Currently in French only. Le choc générationnel observé sur le marché du travail n'épargne pas le milieu universitaire, surtout lorsqu'il est question de la critique. Des étudiants issus de la génération Y reprochent à des professeurs d'être trop durs dans leurs commentaires. Certains enseignants estiment pour leur part que les jeunes supportent mal la critique.
«Bien entendu, personne n'aime recevoir une rétroaction négative, observe Éric Tremblay, mais je ne crois pas que les étudiants d'aujourd'hui y soient plus sensibles que la génération précédente.»
Selon ce psychologue en aide à l'apprentissage, c'est plutôt le rapport avec l'autorité qui s'est transformé. «Auparavant, on remettait peu en question l'avis d'un professeur, dit-il. Plus affirmée, la génération Y préfère argumenter quand elle est critiquée. Ce n'est pas nécessairement de la résistance, mais bien souvent un besoin de comprendre.»
Ce phénomène serait aussi attribuable à la pression sociale. «Nous vivons dans une société de performance.

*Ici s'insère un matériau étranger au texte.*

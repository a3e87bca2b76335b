//! # Songbook
//!
//! Builds one LilyPond document holding the opening bars of every melody
//! file in a directory, in file-name order.
//!
//! Each file is processed on its own: when a file has a `\transpose`
//! directive its excerpt is transposed, and any error is logged and recorded
//! in [`Songbook::failures`] without stopping the batch.

use crate::config::Config;
use crate::directives::read_transpose_directive;
use crate::error::FourbarError;
use crate::excerpt::{extract_with, read_source, Excerpt};
use crate::transpose::Transposer;
use std::fs;
use std::path::{Path, PathBuf};

/// A file that could not be turned into an excerpt.
#[derive(Debug)]
pub struct Failure {
    pub path: PathBuf,
    pub error: FourbarError,
}

#[derive(Debug)]
pub struct Songbook {
    pub config: Config,
    pub excerpts: Vec<Excerpt>,
    pub failures: Vec<Failure>,
}

/// Files in `dir` with the given extension, sorted by name.
pub fn list_sources(dir: &Path, extension: &str) -> Result<Vec<PathBuf>, FourbarError> {
    if !dir.is_dir() {
        return Err(FourbarError::NotFound {
            path: dir.to_path_buf(),
        });
    }
    let mut paths = Vec::new();
    for entry in fs::read_dir(dir)? {
        let path = entry?.path();
        if path.is_file() && path.extension().map_or(false, |ext| ext == extension) {
            paths.push(path);
        }
    }
    paths.sort_by(|a, b| a.file_name().cmp(&b.file_name()));
    Ok(paths)
}

/// Extract the excerpt of one file, transposing it if the file asks for it.
pub fn process_file(path: &Path, config: &Config) -> Result<Excerpt, FourbarError> {
    let source = read_source(path)?;
    let transpose_line = read_transpose_directive(source.lines());
    let transposer = transpose_line
        .as_deref()
        .map(Transposer::from_directive_text)
        .transpose()?;

    let mut excerpt = extract_with(
        &source,
        &path.to_string_lossy(),
        None,
        transposer.as_ref(),
        &config.extract_options(),
    )?;

    if let (Some(transposer), true) = (&transposer, config.retarget_key) {
        excerpt.directives.retarget_key(transposer);
    }
    Ok(excerpt)
}

impl Songbook {
    /// Build from the directory named in the configuration.
    pub fn from_config(config: Config) -> Result<Self, FourbarError> {
        let dir = config
            .directory
            .clone()
            .ok_or_else(|| FourbarError::Config("no directory given".to_string()))?;
        Songbook::build(config, &dir)
    }

    /// Process every melody file of `dir`. Only a missing or unreadable
    /// directory is an error; per-file errors go to `failures`.
    pub fn build(config: Config, dir: &Path) -> Result<Self, FourbarError> {
        let mut excerpts = Vec::new();
        let mut failures = Vec::new();

        for path in list_sources(dir, &config.extension)? {
            match process_file(&path, &config) {
                Ok(excerpt) => {
                    log::info!("extracted {} bars from {}", excerpt.measures.len(), path.display());
                    excerpts.push(excerpt);
                }
                Err(error) => {
                    log::error!("skipping {}: {}", path.display(), error);
                    failures.push(Failure { path, error });
                }
            }
        }

        Ok(Songbook {
            config,
            excerpts,
            failures,
        })
    }

    /// Render the full LilyPond document.
    pub fn render(&self) -> String {
        let mut ly = self.render_header();
        for excerpt in &self.excerpts {
            ly.push('\n');
            ly.push_str(&format!("% {}\n", excerpt.title));
            ly.push_str(&excerpt.render());
            ly.push('\n');
        }
        ly.push_str(&self.render_footer());
        ly
    }

    fn render_header(&self) -> String {
        let mut ly = String::new();
        ly.push_str("\\include \"english.ly\"\n");
        ly.push_str(&format!("\\version \"{}\"\n", self.config.version));
        ly.push_str("\\paper {\n");
        ly.push_str(&format!("  right-margin = {}\n", self.config.right_margin));
        ly.push_str("  tagline = ##f\n");
        ly.push_str("  print-all-headers = ##t\n");
        ly.push_str(&format!("  #(set-paper-size \"{}\")\n", self.config.paper_size));
        ly.push_str("}\n");
        ly.push_str("melody = \\relative c' {\n");
        ly
    }

    fn render_footer(&self) -> String {
        let mut ly = String::new();
        ly.push_str("}\n\n");
        ly.push_str("\\score {\n");
        ly.push_str("  <<\n");
        ly.push_str("    \\new Staff \\melody\n");
        ly.push_str("  >>\n");
        ly.push_str("  \\header {\n");
        ly.push_str(&format!("    title = \"{}\"\n", self.config.title.replace('"', "\\\"")));
        ly.push_str("  }\n");
        ly.push_str("  \\layout {\n");
        ly.push_str("    indent = 0\\cm\n");
        ly.push_str("    \\context {\n");
        ly.push_str("      \\Score\n");
        ly.push_str("      \\omit BarNumber\n");
        ly.push_str("    }\n");
        ly.push_str("  }\n");
        ly.push_str("}\n");
        ly
    }
}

Les étudiants ont des attentes élevées par rapport à leur parcours professionnel», remarque celui qui travaille au Centre de soutien aux études et de développement de carrière de l'Université de Montréal.
Afin de transcender les clivages générationnels, Éric Tremblay offre ces quelques conseils aux étudiants... et aux professeurs.
Étudiants, soyez proactifs
Recevoir des commentaires négatifs peut entrainer un tourbillon d'émotions. Avant de réagir, mieux vaut prendre un certain recul.
«Soyez à l'écoute de votre professeur et prenez le temps de bien analyser ce qu'il vous dit au lieu de songer à une riposte, ajoute-t-il. Ayez l'esprit ouvert. Reformulez la critique dans vos propres mots afin de vous assurer d'avoir bien compris les corrections exigées.»
N'hésitez pas à demander plus de précisions à votre professeur. «Plus la rétroaction est claire, plus il est facile de s'y adapter», signale Éric Tremblay. Il recommande aux étudiants de dresser un plan d'action pour remédier à la situation. «Soyez proactif! C'est dans l'action qu'on réussit à s'améliorer.»
En effet, ruminer ses échecs ne sert à rien. «Relativisez la chose en vous remémorant vos succès, conseille M. Tremblay. Gardez en tête que vous êtes à l'université pour apprendre et considérez la critique comme un outil de développement.»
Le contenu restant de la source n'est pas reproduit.